The most asked question we get at POD, Self-Publishing & Independent Publishing is often along the lines of; 'What self-publishing service should I go with?'; 'Is so and so a good service to go with?'; or 'Is so and so a scam?'

In some cases, that is an easy question to answer, cut and dry, but in other circumstances, the answer is entirely arbitrary. We are not here to review and run down a company's name, nor are we here to endorse a company's services. If we were only to review author solutions services according to every point in our ideal list of what an author should get from a company offering publishing services; we would have very few reviews to share with you. In truth, no company has ever attained a 10/10, and only a few have recorded more than 08/10. In the autumn of 2010 we will be posting all our reviews with a rating, and any new reviews since February 2010 have automatically had a posted rating at the bottom of the review.

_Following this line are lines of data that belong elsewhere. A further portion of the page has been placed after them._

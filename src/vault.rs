//! Filesystem-backed note store.
//!
//! A vault is a directory tree of markdown notes addressed by vault-relative
//! paths. Renames keep the link graph intact: inbound inline links and
//! embeds are redirected at the moved note's new path, and the moved note's
//! own relative destinations are re-based onto its new folder. Only inline
//! `[text](dest)` / `![text](dest)` markup is rewritten; reference-style
//! links and autolinks pass through untouched.

use std::fs;
use std::io::{self, Write};
use std::ops::Range;
use std::path::{Component, Path, PathBuf};

use pulldown_cmark::{Event, LinkType, Parser, Tag};

use crate::error::{StoreError, StoreResult};
use crate::host::Workspace;

pub struct FsVault {
    root: PathBuf,
}

impl FsVault {
    /// Open the vault rooted at `root`. The root directory must exist.
    pub fn open(root: &Path) -> StoreResult<Self> {
        if !root.is_dir() {
            return Err(StoreError::NotFound(root.to_path_buf()));
        }
        Ok(Self { root: root.to_path_buf() })
    }

    pub fn root(&self) -> &Path {
        &self.root
    }

    fn full_path(&self, rel: &Path) -> StoreResult<PathBuf> {
        Ok(self.root.join(normalize_rel(rel)?))
    }

    /// Every markdown note in the vault, vault-relative. Dot-entries are
    /// skipped.
    fn note_paths(&self) -> StoreResult<Vec<PathBuf>> {
        let mut notes = Vec::new();
        collect_notes(&self.root, &self.root, &mut notes)?;
        Ok(notes)
    }

    /// Compute every content edit a rename requires, without touching disk.
    fn plan_rename_edits(
        &self,
        from: &Path,
        to: &Path,
    ) -> StoreResult<Vec<RewriteEdit>> {
        let mut edits = Vec::new();
        for note in self.note_paths()? {
            if note == *from {
                continue;
            }
            let content = fs::read_to_string(self.root.join(&note))?;
            let note_dir = parent_dir(&note);
            if let Some(rewritten) =
                redirect_dests(&content, &note_dir, from, to)
            {
                edits.push(RewriteEdit { note, original: content, rewritten });
            }
        }
        // The moved note itself sees its folder change, so its own relative
        // destinations need re-basing.
        let content = fs::read_to_string(self.root.join(from))?;
        if let Some(rewritten) = rebase_dests(&content, from, to) {
            edits.push(RewriteEdit {
                note: to.to_path_buf(),
                original: content,
                rewritten,
            });
        }
        Ok(edits)
    }
}

struct RewriteEdit {
    note: PathBuf,
    original: String,
    rewritten: String,
}

impl Workspace for FsVault {
    fn create_note(
        &mut self,
        path: &Path,
        content: &str,
    ) -> StoreResult<PathBuf> {
        let rel = normalize_rel(path)?;
        let full = self.root.join(&rel);
        match fs::OpenOptions::new().write(true).create_new(true).open(&full)
        {
            Ok(mut file) => {
                file.write_all(content.as_bytes())?;
                Ok(rel)
            }
            Err(err) if err.kind() == io::ErrorKind::AlreadyExists => {
                Err(StoreError::AlreadyExists(rel))
            }
            Err(err) => Err(err.into()),
        }
    }

    fn create_folder(&mut self, path: &Path) -> StoreResult<()> {
        fs::create_dir_all(self.full_path(path)?)?;
        Ok(())
    }

    fn rename_note(&mut self, from: &Path, to: &Path) -> StoreResult<()> {
        let from = normalize_rel(from)?;
        let to = normalize_rel(to)?;
        let from_full = self.root.join(&from);
        let to_full = self.root.join(&to);
        if !from_full.is_file() {
            return Err(StoreError::NotFound(from));
        }
        if to_full.exists() {
            return Err(StoreError::AlreadyExists(to));
        }

        let edits = self.plan_rename_edits(&from, &to)?;
        fs::rename(&from_full, &to_full)?;
        for (applied, edit) in edits.iter().enumerate() {
            if let Err(err) =
                fs::write(self.root.join(&edit.note), &edit.rewritten)
            {
                // Roll back what we changed so a reported failure means the
                // note really is still at `from` with its links intact.
                for done in &edits[..applied] {
                    let _ = fs::write(self.root.join(&done.note), &done.original);
                }
                let _ = fs::rename(&to_full, &from_full);
                return Err(err.into());
            }
        }
        Ok(())
    }

    fn link_reference(&self, target: &Path, from: &Path) -> String {
        let from_dir = parent_dir(from);
        let dest = encode_dest(&dest_string(&relative_to(target, &from_dir)));
        let stem = target
            .file_stem()
            .map(|s| s.to_string_lossy().into_owned())
            .unwrap_or_default();
        format!("[{stem}]({dest})")
    }
}

/// Clean a vault-relative path: no absolute paths, no `..` escapes.
fn normalize_rel(path: &Path) -> StoreResult<PathBuf> {
    let mut cleaned = PathBuf::new();
    for comp in path.components() {
        match comp {
            Component::Normal(part) => cleaned.push(part),
            Component::CurDir => {}
            _ => {
                return Err(StoreError::OutsideVault(
                    path.to_string_lossy().into_owned(),
                ));
            }
        }
    }
    Ok(cleaned)
}

fn collect_notes(
    root: &Path,
    dir: &Path,
    out: &mut Vec<PathBuf>,
) -> io::Result<()> {
    for entry in fs::read_dir(dir)? {
        let entry = entry?;
        let name = entry.file_name();
        if name.to_string_lossy().starts_with('.') {
            continue;
        }
        let path = entry.path();
        if path.is_dir() {
            collect_notes(root, &path, out)?;
        } else if path.extension().is_some_and(|ext| ext == "md") {
            if let Ok(rel) = path.strip_prefix(root) {
                out.push(rel.to_path_buf());
            }
        }
    }
    Ok(())
}

fn parent_dir(path: &Path) -> PathBuf {
    path.parent().map(Path::to_path_buf).unwrap_or_default()
}

/// Relative path from `from_dir` to `target`, both vault-relative.
fn relative_to(target: &Path, from_dir: &Path) -> PathBuf {
    let target_parts: Vec<_> = target.components().collect();
    let from_parts: Vec<_> = from_dir.components().collect();
    let common = target_parts
        .iter()
        .zip(&from_parts)
        .take_while(|(a, b)| a == b)
        .count();
    let mut rel = PathBuf::new();
    for _ in common..from_parts.len() {
        rel.push("..");
    }
    for part in &target_parts[common..] {
        rel.push(part);
    }
    rel
}

/// Resolve a link destination written inside `dir` to a vault-relative
/// path. `None` when it walks out of the vault.
fn resolve_dest(dir: &Path, dest: &str) -> Option<PathBuf> {
    let mut stack: Vec<String> = dir
        .components()
        .map(|c| c.as_os_str().to_string_lossy().into_owned())
        .collect();
    for segment in dest.split('/') {
        match segment {
            "" | "." => {}
            ".." => {
                stack.pop()?;
            }
            part => stack.push(part.to_string()),
        }
    }
    Some(stack.iter().collect())
}

fn dest_string(path: &Path) -> String {
    path.to_string_lossy().replace('\\', "/")
}

fn encode_dest(dest: &str) -> String {
    let mut out = String::with_capacity(dest.len());
    for ch in dest.chars() {
        match ch {
            '%' => out.push_str("%25"),
            ' ' => out.push_str("%20"),
            '(' => out.push_str("%28"),
            ')' => out.push_str("%29"),
            // A literal '#' in a file name would read as a fragment marker.
            '#' => out.push_str("%23"),
            _ => out.push(ch),
        }
    }
    out
}

fn decode_dest(dest: &str) -> String {
    let bytes = dest.as_bytes();
    let mut out = Vec::with_capacity(bytes.len());
    let mut i = 0;
    while i < bytes.len() {
        let decoded = if bytes[i] == b'%' && i + 2 < bytes.len() {
            std::str::from_utf8(&bytes[i + 1..i + 3])
                .ok()
                .and_then(|hex| u8::from_str_radix(hex, 16).ok())
        } else {
            None
        };
        match decoded {
            Some(byte) => {
                out.push(byte);
                i += 3;
            }
            None => {
                out.push(bytes[i]);
                i += 1;
            }
        }
    }
    String::from_utf8_lossy(&out).into_owned()
}

/// Byte range and raw destination of every inline link or embed in `content`.
fn link_spans(content: &str) -> Vec<(Range<usize>, String)> {
    let mut spans = Vec::new();
    for (event, range) in Parser::new(content).into_offset_iter() {
        let (link_type, dest) = match event {
            Event::Start(Tag::Link { link_type, dest_url, .. })
            | Event::Start(Tag::Image { link_type, dest_url, .. }) => {
                (link_type, dest_url)
            }
            _ => continue,
        };
        if link_type != LinkType::Inline {
            continue;
        }
        if let Some(dest_range) = dest_range_in(content, &range, &dest) {
            spans.push((dest_range, dest.into_string()));
        }
    }
    spans
}

/// Narrow a link event's span down to the bytes of its destination.
///
/// The event span covers the whole construct, so the destination has to be
/// located textually. Every `](` is a candidate opener; a candidate is
/// accepted only when its text equals the destination the parser reported,
/// which rules out look-alikes inside quoted titles and nested markup.
/// `None` leaves the link unedited rather than risk splicing the wrong
/// bytes.
fn dest_range_in(
    content: &str,
    span: &Range<usize>,
    dest: &str,
) -> Option<Range<usize>> {
    let raw = &content[span.clone()];
    let close = raw.rfind(')')?;
    for (idx, _) in raw.match_indices("](") {
        let open = idx + 2;
        if close <= open {
            continue;
        }
        let inside = &raw[open..close];
        let (start, end) = if inside.starts_with('<') {
            match inside.find('>') {
                Some(gt) => (open + 1, open + gt),
                None => (open, close),
            }
        } else {
            match inside.find(char::is_whitespace) {
                // A title follows the destination; leave it alone.
                Some(ws) => (open, open + ws),
                None => (open, close),
            }
        };
        if &raw[start..end] == dest {
            return Some(span.start + start..span.start + end);
        }
    }
    None
}

/// Split a destination into its path part and `#fragment` suffix.
fn split_fragment(dest: &str) -> (&str, &str) {
    match dest.find('#') {
        Some(pos) => (&dest[..pos], &dest[pos..]),
        None => (dest, ""),
    }
}

fn is_external(dest: &str) -> bool {
    dest.is_empty() || dest.starts_with('#') || dest.contains(':')
}

fn apply_dest_edits(
    content: &str,
    mut edits: Vec<(Range<usize>, String)>,
) -> Option<String> {
    if edits.is_empty() {
        return None;
    }
    edits.sort_by_key(|(range, _)| range.start);
    let mut out = content.to_string();
    for (range, dest) in edits.into_iter().rev() {
        out.replace_range(range, &dest);
    }
    Some(out)
}

/// Redirect destinations in a bystander note that resolve to `from` so they
/// point at `to` instead. `None` when nothing matched.
fn redirect_dests(
    content: &str,
    note_dir: &Path,
    from: &Path,
    to: &Path,
) -> Option<String> {
    let mut edits = Vec::new();
    for (range, dest) in link_spans(content) {
        let (path_part, fragment) = split_fragment(&dest);
        if is_external(path_part) {
            continue;
        }
        let resolved = match resolve_dest(note_dir, &decode_dest(path_part)) {
            Some(path) => path,
            None => continue,
        };
        if resolved != *from {
            continue;
        }
        let fresh = encode_dest(&dest_string(&relative_to(to, note_dir)));
        edits.push((range, format!("{fresh}{fragment}")));
    }
    apply_dest_edits(content, edits)
}

/// Re-base every relative destination in the note moving from `from` to
/// `to` so it still resolves from the new folder. A destination pointing at
/// the note itself follows the rename instead. `None` when nothing changed.
fn rebase_dests(content: &str, from: &Path, to: &Path) -> Option<String> {
    let old_dir = parent_dir(from);
    let new_dir = parent_dir(to);
    let mut edits = Vec::new();
    for (range, dest) in link_spans(content) {
        let (path_part, fragment) = split_fragment(&dest);
        if is_external(path_part) {
            continue;
        }
        let resolved = match resolve_dest(&old_dir, &decode_dest(path_part)) {
            Some(path) => path,
            None => continue,
        };
        let target = if resolved == *from { to } else { resolved.as_path() };
        let fresh = encode_dest(&dest_string(&relative_to(target, &new_dir)));
        if fresh != dest {
            edits.push((range, format!("{fresh}{fragment}")));
        }
    }
    apply_dest_edits(content, edits)
}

The reality is that some author solutions services begin in a blaze of glory and we might rate them favourably  at the time; others, frankly, are just poor, and yet, they improve (sometimes in response to our reviews) to offer reasonable services for authors. We are constantly updating our reviews, but this takes considerable time, and so do the initial reviews.

We get a vast amount of information from authors and the companies selling author solutions services every day - good and bad. We get a great deal of information from monitoring services week by week against the experiences of what authors report back to us. Simply put, and truthfully, we cannot reflect all of this information through the reviews. That is why the comments section under each company we review is so important. It is your recording and dealings with that specific company, and a positive or negative flag to subsequent authors considering using the same company.

So, how do we reflect the changing ups and downs with services?

We believe the SELF-PUBLISHING INDEX will help to guide authors to services on the up, and those, gradually on the down. If you like, what we are proposing is effectively, a kind of stock exchange for author solutions services.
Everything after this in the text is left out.